%%

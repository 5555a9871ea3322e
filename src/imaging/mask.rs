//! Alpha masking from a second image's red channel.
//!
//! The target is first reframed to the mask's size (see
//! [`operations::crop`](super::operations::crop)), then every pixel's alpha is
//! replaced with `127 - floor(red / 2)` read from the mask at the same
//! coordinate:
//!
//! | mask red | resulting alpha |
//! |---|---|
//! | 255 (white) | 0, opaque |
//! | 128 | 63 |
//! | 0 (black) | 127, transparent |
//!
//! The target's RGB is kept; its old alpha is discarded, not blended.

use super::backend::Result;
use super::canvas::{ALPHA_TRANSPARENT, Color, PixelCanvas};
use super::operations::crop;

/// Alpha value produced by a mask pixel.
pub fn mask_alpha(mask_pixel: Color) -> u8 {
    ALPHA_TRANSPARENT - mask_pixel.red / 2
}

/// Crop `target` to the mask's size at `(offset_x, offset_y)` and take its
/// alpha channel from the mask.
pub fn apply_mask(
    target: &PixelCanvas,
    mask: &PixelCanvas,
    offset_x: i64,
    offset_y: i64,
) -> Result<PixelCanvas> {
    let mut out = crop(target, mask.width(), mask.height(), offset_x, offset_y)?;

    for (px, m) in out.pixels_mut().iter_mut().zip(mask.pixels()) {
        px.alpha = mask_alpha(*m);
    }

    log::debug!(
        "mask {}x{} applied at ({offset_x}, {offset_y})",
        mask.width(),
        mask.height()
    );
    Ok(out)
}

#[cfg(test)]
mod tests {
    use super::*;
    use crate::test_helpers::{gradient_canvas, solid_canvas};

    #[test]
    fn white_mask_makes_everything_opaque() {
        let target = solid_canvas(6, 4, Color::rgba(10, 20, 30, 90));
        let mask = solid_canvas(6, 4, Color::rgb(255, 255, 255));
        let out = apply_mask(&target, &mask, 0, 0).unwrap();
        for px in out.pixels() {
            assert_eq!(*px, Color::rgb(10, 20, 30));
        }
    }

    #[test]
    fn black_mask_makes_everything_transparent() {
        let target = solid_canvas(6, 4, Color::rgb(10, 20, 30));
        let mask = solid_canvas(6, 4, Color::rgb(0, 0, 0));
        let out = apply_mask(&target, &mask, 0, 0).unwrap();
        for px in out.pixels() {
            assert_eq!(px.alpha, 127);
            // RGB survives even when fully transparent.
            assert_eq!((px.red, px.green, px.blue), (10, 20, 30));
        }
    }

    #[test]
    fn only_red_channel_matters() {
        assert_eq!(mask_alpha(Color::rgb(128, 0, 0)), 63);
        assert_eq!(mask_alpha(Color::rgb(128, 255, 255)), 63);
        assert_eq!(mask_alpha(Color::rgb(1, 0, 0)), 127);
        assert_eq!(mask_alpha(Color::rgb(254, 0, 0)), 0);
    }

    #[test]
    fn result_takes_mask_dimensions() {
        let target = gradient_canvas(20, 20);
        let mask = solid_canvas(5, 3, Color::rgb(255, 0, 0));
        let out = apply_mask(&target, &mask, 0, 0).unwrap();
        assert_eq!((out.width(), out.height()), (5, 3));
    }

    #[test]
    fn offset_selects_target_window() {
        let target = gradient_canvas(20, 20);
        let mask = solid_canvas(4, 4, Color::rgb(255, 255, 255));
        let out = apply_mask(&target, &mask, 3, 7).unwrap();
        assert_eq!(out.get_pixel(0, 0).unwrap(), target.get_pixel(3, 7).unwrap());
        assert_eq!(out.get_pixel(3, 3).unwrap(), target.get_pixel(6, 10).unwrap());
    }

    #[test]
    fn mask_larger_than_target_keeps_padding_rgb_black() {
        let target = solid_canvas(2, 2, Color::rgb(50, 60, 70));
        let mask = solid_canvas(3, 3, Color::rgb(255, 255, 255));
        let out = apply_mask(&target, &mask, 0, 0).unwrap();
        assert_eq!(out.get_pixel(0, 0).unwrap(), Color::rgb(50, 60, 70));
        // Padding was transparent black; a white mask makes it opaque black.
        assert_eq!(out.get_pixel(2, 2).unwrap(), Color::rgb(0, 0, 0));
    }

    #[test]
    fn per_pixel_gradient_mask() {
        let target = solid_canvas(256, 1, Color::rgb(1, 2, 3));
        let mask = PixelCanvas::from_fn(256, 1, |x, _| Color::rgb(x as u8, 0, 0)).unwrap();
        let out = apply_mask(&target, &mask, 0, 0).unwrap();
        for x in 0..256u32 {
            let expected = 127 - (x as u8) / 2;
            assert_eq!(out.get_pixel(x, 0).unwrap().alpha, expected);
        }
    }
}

%%
%%

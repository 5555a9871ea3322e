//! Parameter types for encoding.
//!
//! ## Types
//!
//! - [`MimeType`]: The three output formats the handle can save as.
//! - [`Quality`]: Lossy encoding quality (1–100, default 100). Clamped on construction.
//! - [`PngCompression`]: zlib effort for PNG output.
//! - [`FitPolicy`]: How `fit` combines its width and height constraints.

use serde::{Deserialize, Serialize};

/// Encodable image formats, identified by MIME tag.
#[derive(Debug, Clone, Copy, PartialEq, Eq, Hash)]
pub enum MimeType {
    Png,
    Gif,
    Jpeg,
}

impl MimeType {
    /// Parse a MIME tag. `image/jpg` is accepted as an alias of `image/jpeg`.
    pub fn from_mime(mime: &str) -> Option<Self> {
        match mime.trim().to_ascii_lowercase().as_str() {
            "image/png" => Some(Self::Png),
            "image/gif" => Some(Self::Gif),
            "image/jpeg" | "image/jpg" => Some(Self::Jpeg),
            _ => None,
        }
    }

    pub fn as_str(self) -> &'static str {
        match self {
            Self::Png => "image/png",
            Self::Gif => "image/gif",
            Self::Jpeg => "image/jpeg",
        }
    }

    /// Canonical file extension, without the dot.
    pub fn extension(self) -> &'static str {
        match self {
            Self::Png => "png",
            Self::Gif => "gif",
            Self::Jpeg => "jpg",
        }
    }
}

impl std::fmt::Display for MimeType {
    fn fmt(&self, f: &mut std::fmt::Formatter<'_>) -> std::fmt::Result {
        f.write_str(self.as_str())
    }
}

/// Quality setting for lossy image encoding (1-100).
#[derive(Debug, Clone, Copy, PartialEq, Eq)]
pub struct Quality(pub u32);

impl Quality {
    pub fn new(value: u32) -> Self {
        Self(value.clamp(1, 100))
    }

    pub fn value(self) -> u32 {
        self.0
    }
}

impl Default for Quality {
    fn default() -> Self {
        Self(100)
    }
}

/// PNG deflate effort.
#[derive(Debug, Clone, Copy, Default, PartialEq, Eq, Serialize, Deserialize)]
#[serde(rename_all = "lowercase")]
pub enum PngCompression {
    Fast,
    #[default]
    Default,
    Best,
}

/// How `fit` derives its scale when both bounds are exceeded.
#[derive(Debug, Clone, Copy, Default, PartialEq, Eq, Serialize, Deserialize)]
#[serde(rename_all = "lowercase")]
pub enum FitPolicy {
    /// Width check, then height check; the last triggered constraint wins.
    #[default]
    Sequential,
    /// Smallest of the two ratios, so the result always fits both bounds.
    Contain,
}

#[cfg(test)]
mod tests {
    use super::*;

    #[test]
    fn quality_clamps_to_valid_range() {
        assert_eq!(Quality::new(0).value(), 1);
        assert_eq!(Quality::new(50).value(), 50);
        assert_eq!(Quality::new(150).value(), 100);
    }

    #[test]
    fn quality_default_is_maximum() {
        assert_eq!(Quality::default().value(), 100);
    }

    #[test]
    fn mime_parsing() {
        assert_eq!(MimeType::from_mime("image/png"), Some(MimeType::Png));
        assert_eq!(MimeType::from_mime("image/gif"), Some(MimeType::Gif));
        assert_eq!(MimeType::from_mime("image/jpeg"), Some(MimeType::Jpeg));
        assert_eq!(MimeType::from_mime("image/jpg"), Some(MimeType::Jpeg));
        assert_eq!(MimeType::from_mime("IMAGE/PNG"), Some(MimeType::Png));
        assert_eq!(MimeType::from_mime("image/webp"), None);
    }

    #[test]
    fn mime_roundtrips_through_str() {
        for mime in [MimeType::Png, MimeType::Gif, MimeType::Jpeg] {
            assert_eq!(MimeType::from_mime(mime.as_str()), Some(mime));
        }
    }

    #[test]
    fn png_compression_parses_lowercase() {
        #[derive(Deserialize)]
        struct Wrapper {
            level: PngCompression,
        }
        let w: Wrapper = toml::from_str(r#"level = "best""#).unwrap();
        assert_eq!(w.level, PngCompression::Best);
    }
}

%%

PROBLEM TO SOLVE: When the line with "assert_eq!(px.alpha, 127);" is reached in the data above, begin copying, and stop after the line with "let target = solid_canvas(256, 1, Color::rgb(1, 2, 3));"; copy each line exactly, both ends included.

SOLUTION TO THIS PROBLEM:
            assert_eq!(px.alpha, 127);
            // RGB survives even when fully transparent.
            assert_eq!((px.red, px.green, px.blue), (10, 20, 30));
        }
    }

    #[test]
    fn only_red_channel_matters() {
        assert_eq!(mask_alpha(Color::rgb(128, 0, 0)), 63);
        assert_eq!(mask_alpha(Color::rgb(128, 255, 255)), 63);
        assert_eq!(mask_alpha(Color::rgb(1, 0, 0)), 127);
        assert_eq!(mask_alpha(Color::rgb(254, 0, 0)), 0);
    }

    #[test]
    fn result_takes_mask_dimensions() {
        let target = gradient_canvas(20, 20);
        let mask = solid_canvas(5, 3, Color::rgb(255, 0, 0));
        let out = apply_mask(&target, &mask, 0, 0).unwrap();
        assert_eq!((out.width(), out.height()), (5, 3));
    }

    #[test]
    fn offset_selects_target_window() {
        let target = gradient_canvas(20, 20);
        let mask = solid_canvas(4, 4, Color::rgb(255, 255, 255));
        let out = apply_mask(&target, &mask, 3, 7).unwrap();
        assert_eq!(out.get_pixel(0, 0).unwrap(), target.get_pixel(3, 7).unwrap());
        assert_eq!(out.get_pixel(3, 3).unwrap(), target.get_pixel(6, 10).unwrap());
    }

    #[test]
    fn mask_larger_than_target_keeps_padding_rgb_black() {
        let target = solid_canvas(2, 2, Color::rgb(50, 60, 70));
        let mask = solid_canvas(3, 3, Color::rgb(255, 255, 255));
        let out = apply_mask(&target, &mask, 0, 0).unwrap();
        assert_eq!(out.get_pixel(0, 0).unwrap(), Color::rgb(50, 60, 70));
        // Padding was transparent black; a white mask makes it opaque black.
        assert_eq!(out.get_pixel(2, 2).unwrap(), Color::rgb(0, 0, 0));
    }

    #[test]
    fn per_pixel_gradient_mask() {
        let target = solid_canvas(256, 1, Color::rgb(1, 2, 3));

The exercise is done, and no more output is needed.